Para el alcalde, Patxi Lazcoz, la ciudad vivió un chupinazo «especialmente emocionante», presidido por una actitud de «tolerancia y concordia». «Estoy convencido de que podemos abrazar nuevos tiempos para la convivencia», afirmó. El regidor socialista mostró su disposición a mantener el mismo esquema -Celedón acompañado por un grupo de voluntarios- el próximo año, «si así lo desean los blusas». En este sentido, aseguró estar dispuesto a «colaborar» con ellos para «mejorar» aún más los primeros minutos de La Blanca.
El líder de la oposición, el popular y ex alcalde Alfonso Alonso, reconoció que «todo ha salido muy bien». Para Alonso, «los blusas tienen ahora una oportunidad para recuperar su protagonismo en un ambiente de concordia». Y recordó que fueron ellos quienes impulsaron las fiestas hace 50 años.
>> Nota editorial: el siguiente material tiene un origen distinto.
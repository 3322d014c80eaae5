//! Synchronous CRUD and query surface over the two tables.
//!
//! A `Store` owns the only SQLite connection and runs on the writer thread
//! managed by `db::handle`; everything else goes through the async
//! `StoreHandle`.

use std::collections::BTreeSet;

use chrono::NaiveDate;
use rusqlite::{Connection, OptionalExtension, Row, params};

use crate::db::initialize::init_db;
use crate::errors::{AppError, AppResult};
use crate::models::{HuntSession, InsertOutcome, Qso};

pub struct Store {
    pub(crate) conn: Connection,
}

pub(crate) fn row_to_session(row: &Row) -> rusqlite::Result<HuntSession> {
    let date_str: String = row.get("session_date")?;
    let session_date = NaiveDate::parse_from_str(&date_str, "%Y-%m-%d").map_err(|_| {
        rusqlite::Error::FromSqlConversionFailure(
            0,
            rusqlite::types::Type::Text,
            Box::new(AppError::InvalidDate(date_str.clone())),
        )
    })?;

    Ok(HuntSession {
        id: row.get("id")?,
        session_date,
        created_at: row.get("created_at")?,
    })
}

pub(crate) fn row_to_qso(row: &Row) -> rusqlite::Result<Qso> {
    Ok(Qso {
        id: row.get("id")?,
        hunt_session_id: row.get("hunt_session_id")?,
        park_reference: row.get("park_reference")?,
        callsign: row.get("callsign")?,
        frequency: row.get("frequency")?,
        band: row.get("band")?,
        mode: row.get("mode")?,
        rst_sent: row.get("rst_sent")?,
        rst_received: row.get("rst_received")?,
        timestamp: row.get("timestamp")?,
        created_at: row.get("created_at")?,
        synced: row.get::<_, i32>("synced")? == 1,
    })
}

/// The duplicate-key rejection surfaces from SQLite as a UNIQUE constraint
/// failure; every other constraint (e.g. the session foreign key) stays an
/// error.
fn is_unique_violation(e: &rusqlite::Error) -> bool {
    match e {
        rusqlite::Error::SqliteFailure(err, Some(msg)) => {
            err.code == rusqlite::ErrorCode::ConstraintViolation
                && msg.contains("UNIQUE constraint failed")
        }
        _ => false,
    }
}

impl Store {
    pub fn open(path: &str) -> AppResult<Self> {
        let conn = Connection::open(path)?;
        init_db(&conn)?;
        Ok(Self { conn })
    }

    pub fn open_in_memory() -> AppResult<Self> {
        let conn = Connection::open_in_memory()?;
        init_db(&conn)?;
        Ok(Self { conn })
    }

    /// Retrieve the session for a calendar date. Absence is not an error.
    pub fn session_by_date(&self, date: NaiveDate) -> AppResult<Option<HuntSession>> {
        let mut stmt = self.conn.prepare_cached(
            "SELECT id, session_date, created_at FROM hunt_sessions WHERE session_date = ?1",
        )?;
        let session = stmt
            .query_row([date.format("%Y-%m-%d").to_string()], row_to_session)
            .optional()?;
        Ok(session)
    }

    pub fn session_by_id(&self, id: &str) -> AppResult<Option<HuntSession>> {
        let mut stmt = self.conn.prepare_cached(
            "SELECT id, session_date, created_at FROM hunt_sessions WHERE id = ?1",
        )?;
        let session = stmt.query_row([id], row_to_session).optional()?;
        Ok(session)
    }

    /// Create the session for its date, or return the one that already
    /// exists. INSERT OR IGNORE keys on the date uniqueness, so two racing
    /// creates still end up with a single row; the re-select returns
    /// whichever row won.
    pub fn create_session(&self, session: &HuntSession) -> AppResult<HuntSession> {
        self.conn.execute(
            "INSERT OR IGNORE INTO hunt_sessions (id, session_date, created_at) VALUES (?1, ?2, ?3)",
            params![session.id, session.date_str(), session.created_at],
        )?;
        self.session_by_date(session.session_date)?.ok_or_else(|| {
            AppError::Other(format!(
                "session for {} missing after insert",
                session.date_str()
            ))
        })
    }

    /// Insert a QSO. A violation of the (session, callsign, park, band)
    /// uniqueness is reported as `Duplicate`, leaving the store unchanged;
    /// any other failure propagates.
    pub fn insert_qso(&self, qso: &Qso) -> AppResult<InsertOutcome> {
        let res = self.conn.execute(
            "INSERT INTO qsos
                (id, hunt_session_id, park_reference, callsign, frequency, band, mode,
                 rst_sent, rst_received, timestamp, created_at, synced)
             VALUES (?1, ?2, ?3, ?4, ?5, ?6, ?7, ?8, ?9, ?10, ?11, 0)",
            params![
                qso.id,
                qso.hunt_session_id,
                qso.park_reference,
                qso.callsign,
                qso.frequency,
                qso.band,
                qso.mode,
                qso.rst_sent,
                qso.rst_received,
                qso.timestamp,
                qso.created_at,
            ],
        );
        match res {
            Ok(_) => Ok(InsertOutcome::Inserted { id: qso.id.clone() }),
            Err(e) if is_unique_violation(&e) => Ok(InsertOutcome::Duplicate),
            Err(e) => Err(e.into()),
        }
    }

    /// Unconditional delete; an absent id is a no-op.
    pub fn delete_qso(&self, id: &str) -> AppResult<()> {
        self.conn
            .execute("DELETE FROM qsos WHERE id = ?1", [id])?;
        Ok(())
    }

    pub fn qsos_for_session(&self, session_id: &str) -> AppResult<Vec<Qso>> {
        let mut stmt = self.conn.prepare_cached(
            "SELECT * FROM qsos WHERE hunt_session_id = ?1 ORDER BY timestamp DESC",
        )?;
        let rows = stmt.query_map([session_id], row_to_qso)?;
        Ok(rows.collect::<Result<Vec<_>, _>>()?)
    }

    /// All contacts with a station, newest first ("worked before" prompt).
    pub fn qsos_for_callsign(&self, callsign: &str) -> AppResult<Vec<Qso>> {
        let mut stmt = self
            .conn
            .prepare_cached("SELECT * FROM qsos WHERE callsign = ?1 ORDER BY timestamp DESC")?;
        let rows = stmt.query_map([callsign], row_to_qso)?;
        Ok(rows.collect::<Result<Vec<_>, _>>()?)
    }

    /// All contacts with a park, newest first.
    pub fn qsos_for_park(&self, park: &str) -> AppResult<Vec<Qso>> {
        let mut stmt = self.conn.prepare_cached(
            "SELECT * FROM qsos WHERE park_reference = ?1 ORDER BY timestamp DESC",
        )?;
        let rows = stmt.query_map([park], row_to_qso)?;
        Ok(rows.collect::<Result<Vec<_>, _>>()?)
    }

    /// Rows still waiting for the remote, oldest first. The ordering defines
    /// the FIFO push order of the reconciler.
    pub fn unsynced_qsos(&self) -> AppResult<Vec<Qso>> {
        let mut stmt = self
            .conn
            .prepare_cached("SELECT * FROM qsos WHERE synced = 0 ORDER BY created_at ASC")?;
        let rows = stmt.query_map([], row_to_qso)?;
        Ok(rows.collect::<Result<Vec<_>, _>>()?)
    }

    pub fn mark_synced(&self, id: &str) -> AppResult<()> {
        self.conn
            .execute("UPDATE qsos SET synced = 1 WHERE id = ?1", [id])?;
        Ok(())
    }

    /// The complete log, oldest first (export feed).
    pub fn all_qsos(&self) -> AppResult<Vec<Qso>> {
        let mut stmt = self
            .conn
            .prepare_cached("SELECT * FROM qsos ORDER BY timestamp ASC")?;
        let rows = stmt.query_map([], row_to_qso)?;
        Ok(rows.collect::<Result<Vec<_>, _>>()?)
    }

    /// Every park reference ever logged.
    pub fn worked_parks(&self) -> AppResult<BTreeSet<String>> {
        let mut stmt = self.conn.prepare_cached(
            "SELECT DISTINCT park_reference FROM qsos WHERE park_reference IS NOT NULL",
        )?;
        let rows = stmt.query_map([], |row| row.get::<_, String>(0))?;
        let mut parks = BTreeSet::new();
        for r in rows {
            parks.insert(r?);
        }
        Ok(parks)
    }

    /// Merge a pulled remote snapshot into the local log, atomically.
    /// Rows are matched by id: existing ids are skipped, new ones inserted.
    /// Pulled QSOs land already synced (they originated remotely). Any
    /// failure rolls the whole batch back.
    pub fn upsert_from_remote(
        &mut self,
        sessions: &[HuntSession],
        qsos: &[Qso],
    ) -> AppResult<()> {
        let tx = self.conn.transaction()?;
        {
            let mut ins_session = tx.prepare_cached(
                "INSERT OR IGNORE INTO hunt_sessions (id, session_date, created_at)
                 VALUES (?1, ?2, ?3)",
            )?;
            for s in sessions {
                ins_session.execute(params![s.id, s.date_str(), s.created_at])?;
            }

            let mut ins_qso = tx.prepare_cached(
                "INSERT OR IGNORE INTO qsos
                    (id, hunt_session_id, park_reference, callsign, frequency, band, mode,
                     rst_sent, rst_received, timestamp, created_at, synced)
                 VALUES (?1, ?2, ?3, ?4, ?5, ?6, ?7, ?8, ?9, ?10, ?11, 1)",
            )?;
            for q in qsos {
                ins_qso.execute(params![
                    q.id,
                    q.hunt_session_id,
                    q.park_reference,
                    q.callsign,
                    q.frequency,
                    q.band,
                    q.mode,
                    q.rst_sent,
                    q.rst_received,
                    q.timestamp,
                    q.created_at,
                ])?;
            }
        }
        tx.commit()?;
        Ok(())
    }
}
Abogó, además, por convertir en tradición el acompañamiento de Celedón por parte de los blusas.
Participación
«Lo que ha sucedido es muy positivo. Queda un año por delante para consolidar el cambio», dijo por su parte, el portavoz municipal del PNV, Mikel Martínez. Y es que a los nacionalistas les parece «estupendo» que los blusas recorran el trayecto junto a Celedón si ellos quieren. «Es un paso más hacia la participación ciudadana», afirmó Martínez.
Ezker Batua se congratuló asimismo por la ausencia de incidentes. Su portavoz, José Navas, resaltó sin embargo que este tipo de paseíllo ha llegado «tarde». En su opinión, es el acto central de las fiestas y los blusas deben ser sus promotores. «No se trata de una cuestión de orden público», recalcó.
Antxon Belakortu, de Eusko Alkartasuna, también destacó la falta de incidentes durante el recorrido, «que es lo más importante». «Si los blusas tienen más protagonismo, mejor que mejor», agregó.